PROBLEM: Top to bottom, give the entries again exactly as written.

[Stored data entries]

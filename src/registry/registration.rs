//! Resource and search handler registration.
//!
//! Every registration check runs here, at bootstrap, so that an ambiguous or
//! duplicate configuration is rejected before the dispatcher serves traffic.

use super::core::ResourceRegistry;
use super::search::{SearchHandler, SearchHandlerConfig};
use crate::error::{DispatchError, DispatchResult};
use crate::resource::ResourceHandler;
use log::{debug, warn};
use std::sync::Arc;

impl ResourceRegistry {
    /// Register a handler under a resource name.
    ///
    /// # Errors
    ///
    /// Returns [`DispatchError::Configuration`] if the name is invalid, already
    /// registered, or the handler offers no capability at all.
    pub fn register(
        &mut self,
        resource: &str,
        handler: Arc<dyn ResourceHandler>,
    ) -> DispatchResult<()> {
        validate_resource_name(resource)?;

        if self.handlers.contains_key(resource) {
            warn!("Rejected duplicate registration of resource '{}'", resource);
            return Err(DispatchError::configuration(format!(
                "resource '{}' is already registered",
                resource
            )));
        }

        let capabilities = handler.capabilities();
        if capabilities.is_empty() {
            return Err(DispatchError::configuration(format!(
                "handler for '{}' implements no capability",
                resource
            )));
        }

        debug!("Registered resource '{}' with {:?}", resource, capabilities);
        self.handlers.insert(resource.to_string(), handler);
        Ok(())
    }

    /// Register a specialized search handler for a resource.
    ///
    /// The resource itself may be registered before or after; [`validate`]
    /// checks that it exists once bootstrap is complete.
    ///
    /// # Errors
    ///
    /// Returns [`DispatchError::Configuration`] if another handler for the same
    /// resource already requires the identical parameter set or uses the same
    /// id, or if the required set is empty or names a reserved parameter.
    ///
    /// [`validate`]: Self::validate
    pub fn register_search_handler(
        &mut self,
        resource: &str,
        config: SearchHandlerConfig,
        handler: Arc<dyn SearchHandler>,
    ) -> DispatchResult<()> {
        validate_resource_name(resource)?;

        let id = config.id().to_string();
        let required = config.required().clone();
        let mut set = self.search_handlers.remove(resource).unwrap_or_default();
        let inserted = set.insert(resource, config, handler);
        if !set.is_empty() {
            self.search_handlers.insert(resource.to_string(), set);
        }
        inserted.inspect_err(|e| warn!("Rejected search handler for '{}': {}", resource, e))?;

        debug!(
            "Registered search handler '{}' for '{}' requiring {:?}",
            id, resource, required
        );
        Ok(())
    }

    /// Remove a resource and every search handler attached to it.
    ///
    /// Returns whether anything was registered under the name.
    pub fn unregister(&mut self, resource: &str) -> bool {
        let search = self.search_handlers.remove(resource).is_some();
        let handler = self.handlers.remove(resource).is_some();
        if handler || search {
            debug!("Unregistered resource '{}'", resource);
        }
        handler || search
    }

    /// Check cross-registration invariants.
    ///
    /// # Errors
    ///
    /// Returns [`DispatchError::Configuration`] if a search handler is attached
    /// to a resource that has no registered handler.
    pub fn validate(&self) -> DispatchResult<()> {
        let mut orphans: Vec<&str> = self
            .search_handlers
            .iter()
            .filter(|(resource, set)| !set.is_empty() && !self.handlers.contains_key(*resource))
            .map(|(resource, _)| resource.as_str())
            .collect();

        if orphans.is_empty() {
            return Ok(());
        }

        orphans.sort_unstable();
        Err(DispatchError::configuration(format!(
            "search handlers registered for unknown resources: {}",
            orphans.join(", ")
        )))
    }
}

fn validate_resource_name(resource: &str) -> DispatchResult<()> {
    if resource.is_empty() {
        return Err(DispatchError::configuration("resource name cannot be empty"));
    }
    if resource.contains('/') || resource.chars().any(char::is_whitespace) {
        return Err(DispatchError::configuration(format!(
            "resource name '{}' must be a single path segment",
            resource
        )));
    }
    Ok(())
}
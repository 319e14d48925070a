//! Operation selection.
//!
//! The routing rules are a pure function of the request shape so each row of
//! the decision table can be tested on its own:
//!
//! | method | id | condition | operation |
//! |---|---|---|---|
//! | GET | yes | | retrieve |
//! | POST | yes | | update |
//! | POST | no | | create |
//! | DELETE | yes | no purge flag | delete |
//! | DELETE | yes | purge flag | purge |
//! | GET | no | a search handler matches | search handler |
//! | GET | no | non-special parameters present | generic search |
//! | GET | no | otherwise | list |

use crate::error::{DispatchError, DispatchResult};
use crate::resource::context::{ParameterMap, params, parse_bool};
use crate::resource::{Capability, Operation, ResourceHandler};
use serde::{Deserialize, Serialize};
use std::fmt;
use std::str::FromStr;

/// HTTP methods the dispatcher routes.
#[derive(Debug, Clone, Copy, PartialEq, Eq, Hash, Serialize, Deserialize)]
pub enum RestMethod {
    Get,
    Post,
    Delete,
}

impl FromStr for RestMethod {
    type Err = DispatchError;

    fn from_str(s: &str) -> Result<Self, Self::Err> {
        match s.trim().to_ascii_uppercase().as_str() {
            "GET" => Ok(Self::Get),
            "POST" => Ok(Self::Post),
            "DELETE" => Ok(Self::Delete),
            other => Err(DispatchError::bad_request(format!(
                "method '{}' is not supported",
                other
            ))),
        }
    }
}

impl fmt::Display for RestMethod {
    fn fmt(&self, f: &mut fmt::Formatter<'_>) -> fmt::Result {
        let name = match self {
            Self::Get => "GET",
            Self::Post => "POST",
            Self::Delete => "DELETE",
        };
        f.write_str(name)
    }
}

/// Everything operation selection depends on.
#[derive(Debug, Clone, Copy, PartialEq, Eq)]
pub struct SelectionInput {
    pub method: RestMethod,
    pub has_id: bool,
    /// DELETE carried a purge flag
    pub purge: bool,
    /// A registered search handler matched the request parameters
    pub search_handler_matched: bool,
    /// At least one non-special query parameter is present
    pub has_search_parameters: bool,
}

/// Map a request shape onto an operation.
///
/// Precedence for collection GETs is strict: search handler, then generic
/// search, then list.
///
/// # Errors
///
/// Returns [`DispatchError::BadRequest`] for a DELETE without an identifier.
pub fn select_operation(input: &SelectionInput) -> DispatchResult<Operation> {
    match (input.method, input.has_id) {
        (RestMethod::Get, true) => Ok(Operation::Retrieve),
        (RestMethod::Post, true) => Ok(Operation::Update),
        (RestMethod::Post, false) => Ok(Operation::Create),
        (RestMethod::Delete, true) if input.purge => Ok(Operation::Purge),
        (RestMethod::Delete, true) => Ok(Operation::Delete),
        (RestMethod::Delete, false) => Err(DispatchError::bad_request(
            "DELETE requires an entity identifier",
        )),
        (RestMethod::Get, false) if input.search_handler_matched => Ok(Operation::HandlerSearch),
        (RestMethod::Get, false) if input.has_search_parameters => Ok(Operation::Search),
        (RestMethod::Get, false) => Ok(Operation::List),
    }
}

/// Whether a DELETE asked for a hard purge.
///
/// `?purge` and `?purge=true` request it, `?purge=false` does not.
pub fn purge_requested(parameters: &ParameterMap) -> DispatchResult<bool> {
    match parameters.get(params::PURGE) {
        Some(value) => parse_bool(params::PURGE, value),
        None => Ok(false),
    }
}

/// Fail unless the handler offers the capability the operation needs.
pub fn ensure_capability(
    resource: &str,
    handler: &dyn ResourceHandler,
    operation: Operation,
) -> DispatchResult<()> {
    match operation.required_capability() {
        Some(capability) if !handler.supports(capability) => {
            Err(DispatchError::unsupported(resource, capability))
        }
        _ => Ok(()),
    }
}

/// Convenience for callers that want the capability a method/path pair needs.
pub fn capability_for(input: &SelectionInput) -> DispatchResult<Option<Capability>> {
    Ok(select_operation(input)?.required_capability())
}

TASK SOLUTION:
filename src/registry/registration.rs
//! Resource and search handler registration.
//!
//! Every registration check runs here, at bootstrap, so that an ambiguous or
//! duplicate configuration is rejected before the dispatcher serves traffic.

use super::core::ResourceRegistry;
use super::search::{SearchHandler, SearchHandlerConfig};
use crate::error::{DispatchError, DispatchResult};
use crate::resource::ResourceHandler;
use log::{debug, warn};
use std::sync::Arc;

impl ResourceRegistry {
    /// Register a handler under a resource name.
    ///
    /// # Errors
    ///
    /// Returns [`DispatchError::Configuration`] if the name is invalid, already
    /// registered, or the handler offers no capability at all.
    pub fn register(
        &mut self,
        resource: &str,
        handler: Arc<dyn ResourceHandler>,
    ) -> DispatchResult<()> {
        validate_resource_name(resource)?;

        if self.handlers.contains_key(resource) {
            warn!("Rejected duplicate registration of resource '{}'", resource);
            return Err(DispatchError::configuration(format!(
                "resource '{}' is already registered",
                resource
            )));
        }

        let capabilities = handler.capabilities();
        if capabilities.is_empty() {
            return Err(DispatchError::configuration(format!(
                "handler for '{}' implements no capability",
                resource
            )));
        }

        debug!("Registered resource '{}' with {:?}", resource, capabilities);
        self.handlers.insert(resource.to_string(), handler);
        Ok(())
    }

    /// Register a specialized search handler for a resource.
    ///
    /// The resource itself may be registered before or after; [`validate`]
    /// checks that it exists once bootstrap is complete.
    ///
    /// # Errors
    ///
    /// Returns [`DispatchError::Configuration`] if another handler for the same
    /// resource already requires the identical parameter set or uses the same
    /// id, or if the required set is empty or names a reserved parameter.
    ///
    /// [`validate`]: Self::validate
    pub fn register_search_handler(
        &mut self,
        resource: &str,
        config: SearchHandlerConfig,
        handler: Arc<dyn SearchHandler>,
    ) -> DispatchResult<()> {
        validate_resource_name(resource)?;

        let id = config.id().to_string();
        let required = config.required().clone();
        let mut set = self.search_handlers.remove(resource).unwrap_or_default();
        let inserted = set.insert(resource, config, handler);
        if !set.is_empty() {
            self.search_handlers.insert(resource.to_string(), set);
        }
        inserted.inspect_err(|e| warn!("Rejected search handler for '{}': {}", resource, e))?;

        debug!(
            "Registered search handler '{}' for '{}' requiring {:?}",
            id, resource, required
        );
        Ok(())
    }

    /// Remove a resource and every search handler attached to it.
    ///
    /// Returns whether anything was registered under the name.
    pub fn unregister(&mut self, resource: &str) -> bool {
        let search = self.search_handlers.remove(resource).is_some();
        let handler = self.handlers.remove(resource).is_some();
        if handler || search {
            debug!("Unregistered resource '{}'", resource);
        }
        handler || search
    }

    /// Check cross-registration invariants.
    ///
    /// # Errors
    ///
    /// Returns [`DispatchError::Configuration`] if a search handler is attached
    /// to a resource that has no registered handler.
    pub fn validate(&self) -> DispatchResult<()> {
        let mut orphans: Vec<&str> = self
            .search_handlers
            .iter()
            .filter(|(resource, set)| !set.is_empty() && !self.handlers.contains_key(*resource))
            .map(|(resource, _)| resource.as_str())
            .collect();

        if orphans.is_empty() {
            return Ok(());
        }

        orphans.sort_unstable();
        Err(DispatchError::configuration(format!(
            "search handlers registered for unknown resources: {}",
            orphans.join(", ")
        )))
    }
}

fn validate_resource_name(resource: &str) -> DispatchResult<()> {
    if resource.is_empty() {
        return Err(DispatchError::configuration("resource name cannot be empty"));
    }
    if resource.contains('/') || resource.chars().any(char::is_whitespace) {
        return Err(DispatchError::configuration(format!(
            "resource name '{}' must be a single path segment",
            resource
        )));
    }
    Ok(())
}
repository 319e14d48925070a
//! Operation selection.
//!
//! The routing rules are a pure function of the request shape so each row of
//! the decision table can be tested on its own:
//!
//! | method | id | condition | operation |
//! |---|---|---|---|
//! | GET | yes | | retrieve |
//! | POST | yes | | update |
//! | POST | no | | create |
//! | DELETE | yes | no purge flag | delete |
//! | DELETE | yes | purge flag | purge |
//! | GET | no | a search handler matches | search handler |
//! | GET | no | non-special parameters present | generic search |
//! | GET | no | otherwise | list |

use crate::error::{DispatchError, DispatchResult};
use crate::resource::context::{ParameterMap, params, parse_bool};
use crate::resource::{Capability, Operation, ResourceHandler};
use serde::{Deserialize, Serialize};
use std::fmt;
use std::str::FromStr;

/// HTTP methods the dispatcher routes.
#[derive(Debug, Clone, Copy, PartialEq, Eq, Hash, Serialize, Deserialize)]
pub enum RestMethod {
    Get,
    Post,
    Delete,
}

impl FromStr for RestMethod {
    type Err = DispatchError;

    fn from_str(s: &str) -> Result<Self, Self::Err> {
        match s.trim().to_ascii_uppercase().as_str() {
            "GET" => Ok(Self::Get),
            "POST" => Ok(Self::Post),
            "DELETE" => Ok(Self::Delete),
            other => Err(DispatchError::bad_request(format!(
                "method '{}' is not supported",
                other
            ))),
        }
    }
}

impl fmt::Display for RestMethod {
    fn fmt(&self, f: &mut fmt::Formatter<'_>) -> fmt::Result {
        let name = match self {
            Self::Get => "GET",
            Self::Post => "POST",
            Self::Delete => "DELETE",
        };
        f.write_str(name)
    }
}

/// Everything operation selection depends on.
#[derive(Debug, Clone, Copy, PartialEq, Eq)]
pub struct SelectionInput {
    pub method: RestMethod,
    pub has_id: bool,
    /// DELETE carried a purge flag
    pub purge: bool,
    /// A registered search handler matched the request parameters
    pub search_handler_matched: bool,
    /// At least one non-special query parameter is present
    pub has_search_parameters: bool,
}

/// Map a request shape onto an operation.
///
/// Precedence for collection GETs is strict: search handler, then generic
/// search, then list.
///
/// # Errors
///
/// Returns [`DispatchError::BadRequest`] for a DELETE without an identifier.
pub fn select_operation(input: &SelectionInput) -> DispatchResult<Operation> {
    match (input.method, input.has_id) {
        (RestMethod::Get, true) => Ok(Operation::Retrieve),
        (RestMethod::Post, true) => Ok(Operation::Update),
        (RestMethod::Post, false) => Ok(Operation::Create),
        (RestMethod::Delete, true) if input.purge => Ok(Operation::Purge),
        (RestMethod::Delete, true) => Ok(Operation::Delete),
        (RestMethod::Delete, false) => Err(DispatchError::bad_request(
            "DELETE requires an entity identifier",
        )),
        (RestMethod::Get, false) if input.search_handler_matched => Ok(Operation::HandlerSearch),
        (RestMethod::Get, false) if input.has_search_parameters => Ok(Operation::Search),
        (RestMethod::Get, false) => Ok(Operation::List),
    }
}

/// Whether a DELETE asked for a hard purge.
///
/// `?purge` and `?purge=true` request it, `?purge=false` does not.
pub fn purge_requested(parameters: &ParameterMap) -> DispatchResult<bool> {
    match parameters.get(params::PURGE) {
        Some(value) => parse_bool(params::PURGE, value),
        None => Ok(false),
    }
}

/// Fail unless the handler offers the capability the operation needs.
pub fn ensure_capability(
    resource: &str,
    handler: &dyn ResourceHandler,
    operation: Operation,
) -> DispatchResult<()> {
    match operation.required_capability() {
        Some(capability) if !handler.supports(capability) => {
            Err(DispatchError::unsupported(resource, capability))
        }
        _ => Ok(()),
    }
}

/// Convenience for callers that want the capability a method/path pair needs.
pub fn capability_for(input: &SelectionInput) -> DispatchResult<Option<Capability>> {
    Ok(select_operation(input)?.required_capability())
}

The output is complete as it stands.